В результате конференция по вопросам ограничения роста вооружений, численности армий и флотов, была созвана по инициативе Николая II и начала работу в Гааге 6(18) мая 1899 г., т. е. в день рождения русского императора, и закончила ее 17(29) июля того же года подписанием заключительных актов. В ней участвовало 27 государств, в том числе Германия, Италия, Франция, Австро-Венгрия, Великобритания, США, Мексика, Турция, Китай, Иран, Япония и др. Хотя по главному вопросу — остановке гонки вооружений — решения не было найдено, но конференция приняла конвенции о мирном решении международных столкновений (арбитражный международный суд), о законах и обычаях сухопутной войны, о применении к морской войне начал Женевской конвенции 1864 г. о раненых и больных{773} (эти статьи были разработаны еще в 1868 г., но тпе и не были приняты в качестве обязательного международного акта{774}). В июне-октябре 1907 года была проведена вторая Гаагская конференция, в которой участвовало уже 44 государства, все участники первой и 17 государств Южной и Центральной Америки. В результате было принято 13 конвенций, работа конференций 1899 и 1907 гг. во многом способствовала созданию основ современного международного права. Множество вопросов не нашло решения. Их оставили на будущее. По иронии судьбы депутаты договорились собраться в следующий раз в 1915 году{775}.

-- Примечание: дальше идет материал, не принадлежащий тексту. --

//! Scrawl Core Library
//!
//! Platform-agnostic engine for a shared, multi-writer annotation layer:
//! participants draw temporary strokes, boxes and stamped symbols on a common
//! canvas, see each other's marks live, and have them expire or be erased.
//!
//! The [`DrawingSession`] ties the pieces together. Everything it talks to
//! outside of this crate (rendering surface, transport, clock) is injected.

pub mod actor;
pub mod broadcast;
pub mod clock;
pub mod color;
pub mod config;
pub mod drawing;
pub mod expiry;
pub mod input;
pub mod paint;
pub mod policy;
pub mod protocol;
pub mod session;
pub mod store;
pub mod surface;
pub mod tools;
pub mod transport;

#[cfg(test)]
pub(crate) mod testing;

pub use actor::{Actor, HostIdentity, Role};
pub use broadcast::{BroadcastRouter, RouteOutcome};
pub use clock::{Clock, ManualClock, SystemClock, Timestamp};
pub use color::{HostColor, RgbColor};
pub use config::{ActivationKeyMode, ConfigError, SessionConfig};
pub use drawing::{
    BoxGeometry, DrawingId, DrawingKind, DrawingRecord, DrawingStyle, Geometry, LineTexture,
    RecordError, StrokeGeometry, SymbolGeometry, SymbolSize, SymbolType,
};
pub use expiry::{Cadence, ExpiryScheduler};
pub use input::{ActivationKeys, KeyEvent, PointerEvent, ToolIntent};
pub use paint::{DrawOp, Paint, Pass, Variant};
pub use policy::SessionPolicy;
pub use protocol::{DrawingCreated, DrawingDeleted, ProtocolError, WireMessage};
pub use session::{Action, Denied, DrawingSession, Notice, SessionEvent};
pub use store::DrawingStore;
pub use surface::{DrawSurface, ShapeHandle, SurfaceError};
pub use tools::{InteractionState, ToolMode, ToolOption, ToolPhase, ToolSettings};
pub use transport::{Inbound, LoopbackBus, LoopbackTransport, Transport, TransportError};

#[cfg(not(target_arch = "wasm32"))]
pub use transport::RelayTransport;
//! Drawing record store.
//!
//! Owns every active record and the surface handle of its painted shape.
//! Removal always releases the handle, so nothing is left behind on the
//! surface once a record is gone.

use crate::clock::Timestamp;
use crate::drawing::{DrawingId, DrawingRecord};
use crate::paint::record_ops;
use crate::surface::{DrawSurface, ShapeHandle, place, release};
use std::collections::{HashMap, HashSet};

/// Where a record's shape stands on the surface.
#[derive(Debug, Clone, Copy, PartialEq, Eq)]
enum PaintState {
    /// The surface was not ready yet; retried by `paint_pending`.
    Pending,
    Placed(ShapeHandle),
    /// The surface refused the shape. Not retried.
    Dropped,
}

#[derive(Debug)]
struct Entry {
    record: DrawingRecord,
    paint: PaintState,
}

impl Entry {
    fn handle(&self) -> Option<ShapeHandle> {
        match self.paint {
            PaintState::Placed(handle) => Some(handle),
            PaintState::Pending | PaintState::Dropped => None,
        }
    }
}

/// Active records keyed by id, kept in paint order.
#[derive(Debug)]
pub struct DrawingStore<S> {
    entries: HashMap<DrawingId, Entry>,
    /// Insertion order (back to front).
    order: Vec<DrawingId>,
    surface: S,
}

impl<S: DrawSurface> DrawingStore<S> {
    pub fn new(surface: S) -> Self {
        Self {
            entries: HashMap::new(),
            order: Vec::new(),
            surface,
        }
    }

    /// Insert and paint a record.
    ///
    /// Returns `false` without touching anything if the id is already
    /// present; redelivery and self-echo land here.
    pub fn insert(&mut self, record: DrawingRecord) -> bool {
        if self.entries.contains_key(record.id()) {
            log::debug!("Drawing {} already present, ignoring", record.id());
            return false;
        }
        let paint = self.paint(&record);
        let id = record.id().clone();
        self.order.push(id.clone());
        self.entries.insert(id, Entry { record, paint });
        true
    }

    fn paint(&mut self, record: &DrawingRecord) -> PaintState {
        if !self.surface.is_ready() {
            return PaintState::Pending;
        }
        match place(&mut self.surface, record_ops(record)) {
            Some(handle) => PaintState::Placed(handle),
            None => PaintState::Dropped,
        }
    }

    pub fn contains(&self, id: &DrawingId) -> bool {
        self.entries.contains_key(id)
    }

    pub fn get(&self, id: &DrawingId) -> Option<&DrawingRecord> {
        self.entries.get(id).map(|entry| &entry.record)
    }

    pub fn len(&self) -> usize {
        self.entries.len()
    }

    pub fn is_empty(&self) -> bool {
        self.entries.is_empty()
    }

    /// Records in paint order.
    pub fn records(&self) -> impl Iterator<Item = &DrawingRecord> + '_ {
        self.order.iter().filter_map(|id| self.entries.get(id).map(|entry| &entry.record))
    }

    /// Remove one record, if present.
    pub fn remove_by_id(&mut self, id: &DrawingId) -> Option<DrawingRecord> {
        let entry = self.entries.remove(id)?;
        self.order.retain(|other| other != id);
        if let Some(handle) = entry.handle() {
            release(&mut self.surface, handle);
        }
        Some(entry.record)
    }

    /// Remove a batch of records in one pass over the paint order. Returns
    /// the removed records in paint order.
    pub fn remove_many(&mut self, ids: &[DrawingId]) -> Vec<DrawingRecord> {
        let doomed: HashSet<&DrawingId> = ids.iter().filter(|id| self.entries.contains_key(*id)).collect();
        if doomed.is_empty() {
            return Vec::new();
        }
        let mut removed = Vec::with_capacity(doomed.len());
        let mut kept = Vec::with_capacity(self.order.len() - doomed.len());
        for id in std::mem::take(&mut self.order) {
            if !doomed.contains(&id) {
                kept.push(id);
                continue;
            }
            if let Some(entry) = self.entries.remove(&id) {
                if let Some(handle) = entry.handle() {
                    release(&mut self.surface, handle);
                }
                removed.push(entry.record);
            }
        }
        self.order = kept;
        removed
    }

    /// Remove everything. Used for erase-all and teardown.
    pub fn remove_all(&mut self) -> Vec<DrawingRecord> {
        let order = std::mem::take(&mut self.order);
        let mut removed = Vec::with_capacity(order.len());
        for id in order {
            if let Some(entry) = self.entries.remove(&id) {
                if let Some(handle) = entry.handle() {
                    release(&mut self.surface, handle);
                }
                removed.push(entry.record);
            }
        }
        removed
    }

    /// Remove every record authored by `owner_id`.
    pub fn remove_by_owner(&mut self, owner_id: &str) -> Vec<DrawingRecord> {
        let ids: Vec<DrawingId> = self
            .records()
            .filter(|record| record.is_owned_by(owner_id))
            .map(|record| record.id().clone())
            .collect();
        self.remove_many(&ids)
    }

    /// Records whose expiry is at or before `now`.
    pub fn query_expired(&self, now: Timestamp) -> Vec<&DrawingRecord> {
        self.records().filter(|record| record.is_expired(now)).collect()
    }

    /// Paint records that were inserted while the surface was not ready.
    /// Shapes the surface refused stay dropped. Returns how many got painted.
    pub fn paint_pending(&mut self) -> usize {
        if !self.surface.is_ready() {
            return 0;
        }
        let mut painted = 0;
        for id in &self.order {
            let Some(entry) = self.entries.get_mut(id) else {
                continue;
            };
            if entry.paint != PaintState::Pending {
                continue;
            }
            entry.paint = match place(&mut self.surface, record_ops(&entry.record)) {
                Some(handle) => {
                    painted += 1;
                    PaintState::Placed(handle)
                }
                None => PaintState::Dropped,
            };
        }
        painted
    }

    pub fn surface(&self) -> &S {
        &self.surface
    }

    pub fn surface_mut(&mut self) -> &mut S {
        &mut self.surface
    }
}

#[cfg(test)]
mod tests {
    use super::*;
    use crate::drawing::{DrawingStyle, Geometry, StrokeGeometry};
    use crate::testing::RecordingSurface;
    use kurbo::{Point, Vec2};

    fn record(owner: &str, expires_at: Option<u64>) -> DrawingRecord {
        let geometry = Geometry::Stroke(
            StrokeGeometry::new(Point::new(1.0, 1.0), vec![Vec2::ZERO, Vec2::new(5.0, 5.0)]).unwrap(),
        );
        DrawingRecord::new(
            DrawingId::generate(),
            owner,
            owner.to_uppercase(),
            geometry,
            DrawingStyle::default(),
            Timestamp::ZERO,
            expires_at.map(Timestamp::from_millis),
        )
        .unwrap()
    }

    fn store() -> (DrawingStore<RecordingSurface>, RecordingSurface) {
        let surface = RecordingSurface::new();
        (DrawingStore::new(surface.clone()), surface)
    }

    #[test]
    fn test_insert_paints_once() {
        let (mut store, surface) = store();
        let r = record("a", None);
        assert!(store.insert(r.clone()));
        assert!(!store.insert(r.clone()));
        assert_eq!(store.len(), 1);
        assert_eq!(surface.log().added.len(), 1);
        assert_eq!(store.get(r.id()), Some(&r));
    }

    #[test]
    fn test_remove_by_id_releases_shape() {
        let (mut store, surface) = store();
        let r = record("a", None);
        store.insert(r.clone());
        assert_eq!(store.remove_by_id(r.id()), Some(r.clone()));
        assert!(store.remove_by_id(r.id()).is_none());
        assert_eq!(surface.log().removed.len(), 1);
        assert_eq!(surface.live_count(), 0);
    }

    #[test]
    fn test_remove_all_releases_every_shape() {
        let (mut store, surface) = store();
        for owner in ["a", "b", "c"] {
            store.insert(record(owner, None));
        }
        let removed = store.remove_all();
        assert_eq!(removed.len(), 3);
        assert!(store.is_empty());

        let log = surface.log();
        let mut added: Vec<ShapeHandle> = log.added.iter().map(|(h, _)| *h).collect();
        let mut released = log.removed.clone();
        added.sort();
        released.sort();
        assert_eq!(added, released);
    }

    #[test]
    fn test_remove_by_owner() {
        let (mut store, _) = store();
        store.insert(record("b", None));
        let kept = record("c", None);
        store.insert(kept.clone());
        store.insert(record("b", None));

        let removed = store.remove_by_owner("b");
        assert_eq!(removed.len(), 2);
        assert!(removed.iter().all(|r| r.owner_id() == "b"));
        assert_eq!(store.len(), 1);
        assert!(store.contains(kept.id()));
    }

    #[test]
    fn test_query_expired() {
        let (mut store, _) = store();
        store.insert(record("a", Some(100)));
        store.insert(record("a", Some(200)));
        store.insert(record("a", None));

        assert!(store.query_expired(Timestamp::from_millis(99)).is_empty());
        assert_eq!(store.query_expired(Timestamp::from_millis(100)).len(), 1);
        assert_eq!(store.query_expired(Timestamp::from_millis(u64::MAX)).len(), 2);
    }

    #[test]
    fn test_records_in_insertion_order() {
        let (mut store, _) = store();
        let ids: Vec<DrawingId> = (0..4)
            .map(|_| {
                let r = record("a", None);
                let id = r.id().clone();
                store.insert(r);
                id
            })
            .collect();
        store.remove_by_id(&ids[1]);
        let order: Vec<&DrawingId> = store.records().map(|r| r.id()).collect();
        assert_eq!(order, vec![&ids[0], &ids[2], &ids[3]]);
    }

    #[test]
    fn test_unready_surface_paints_later() {
        let (mut store, surface) = store();
        surface.set_ready(false);
        let r = record("a", None);
        store.insert(r.clone());
        assert!(store.contains(r.id()));
        assert!(surface.log().added.is_empty());
        assert_eq!(store.paint_pending(), 0);

        surface.set_ready(true);
        assert_eq!(store.paint_pending(), 1);
        assert_eq!(store.paint_pending(), 0);
        assert_eq!(surface.live_count(), 1);
    }

    #[test]
    fn test_rejected_shape_not_retried() {
        let (mut store, surface) = store();
        surface.set_rejecting(true);
        let r = record("b", None);
        assert!(store.insert(r.clone()));
        for _ in 0..5 {
            assert_eq!(store.paint_pending(), 0);
        }
        assert_eq!(surface.log().attempts, 1);
        assert!(store.contains(r.id()));

        surface.set_rejecting(false);
        assert_eq!(store.paint_pending(), 0);
        assert_eq!(surface.log().attempts, 1);
        store.remove_by_id(r.id());
        assert!(surface.log().removed.is_empty());
    }

    #[test]
    fn test_remove_many_keeps_order() {
        let (mut store, surface) = store();
        let ids: Vec<DrawingId> = (0..5)
            .map(|_| {
                let r = record("a", None);
                let id = r.id().clone();
                store.insert(r);
                id
            })
            .collect();
        let removed = store.remove_many(&[ids[3].clone(), ids[0].clone(), DrawingId::generate()]);
        let removed: Vec<&DrawingId> = removed.iter().map(|r| r.id()).collect();
        assert_eq!(removed, vec![&ids[0], &ids[3]]);
        let order: Vec<&DrawingId> = store.records().map(|r| r.id()).collect();
        assert_eq!(order, vec![&ids[1], &ids[2], &ids[4]]);
        assert_eq!(surface.live_count(), 3);
        assert!(store.remove_many(&[]).is_empty());
    }

    #[test]
    fn test_unpainted_removal_touches_nothing() {
        let (mut store, surface) = store();
        surface.set_ready(false);
        let r = record("a", None);
        store.insert(r.clone());
        store.remove_by_id(r.id());
        assert!(surface.log().removed.is_empty());
    }
}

В мае 1896 г. в Москву для присутствия на коронации Николая II прибыл чрезвычайный посол Китая — Ли Хунчжан. Этому посольству в Пекине придавали особое значение, так как китайское правительство выбором выдающегося сановника хотело подчеркнуть свою благодарность России за оказанное на Японию давление при пересмотре Симоносекского договора и возвращение Ляодунского полуострова{776}. Более того, Россия оказала помощь Пекину в выплате контрибуции за проигранную войну, предоставив по соглашению от 24 июня(6 июля) 1895 г. 4 % займ на 400 млн. золотых франков(обеспечением его уплаты стали доходы от морской таможни Поднебесной){777}. Воспользовавшись пребыванием Ли Хунчжана в России, А. Б. Лобанов-Ростовский и министр финансов С. Ю. Витте, сторонник политики «мирного проникновения» в Китай, заключили 22 мая(3 июня) 1896 г. секретный договор между Россией и Китаем об оборонительном союзе сроком на 15 лет.
Статья 1-я этого соглашения объявляла, что всякое нападение Японии на территории Китая или России будет рассматриваться обеими странами в качестве повода к немедленному применению договора. В случае войны все порты Китая открывались для русских военных кораблей, китайские власти брали на себя обязательство оказывать судам и экипажам полное содействие. Кроме того, было подготовлено решение и другого, весьма важного решения, имевшего значительные последствия. Петербург был заинтересован в проведении Транссиба на Владивосток не по Амуру, как предполагалось ранее, а через Хейлунцзян — провинцию Северо-Восточного Китая (Манчжурии). В результате, статья 4-я договора содержала согласие Пекина на строительство железной дороги на Владивосток для облегчения прохода русских войск на территорию Китая в случае войны{778}. Первоначально Ли Хунчжан был настроен категорически против заключения концессии, но потом он изменил свою точку зрения{779}.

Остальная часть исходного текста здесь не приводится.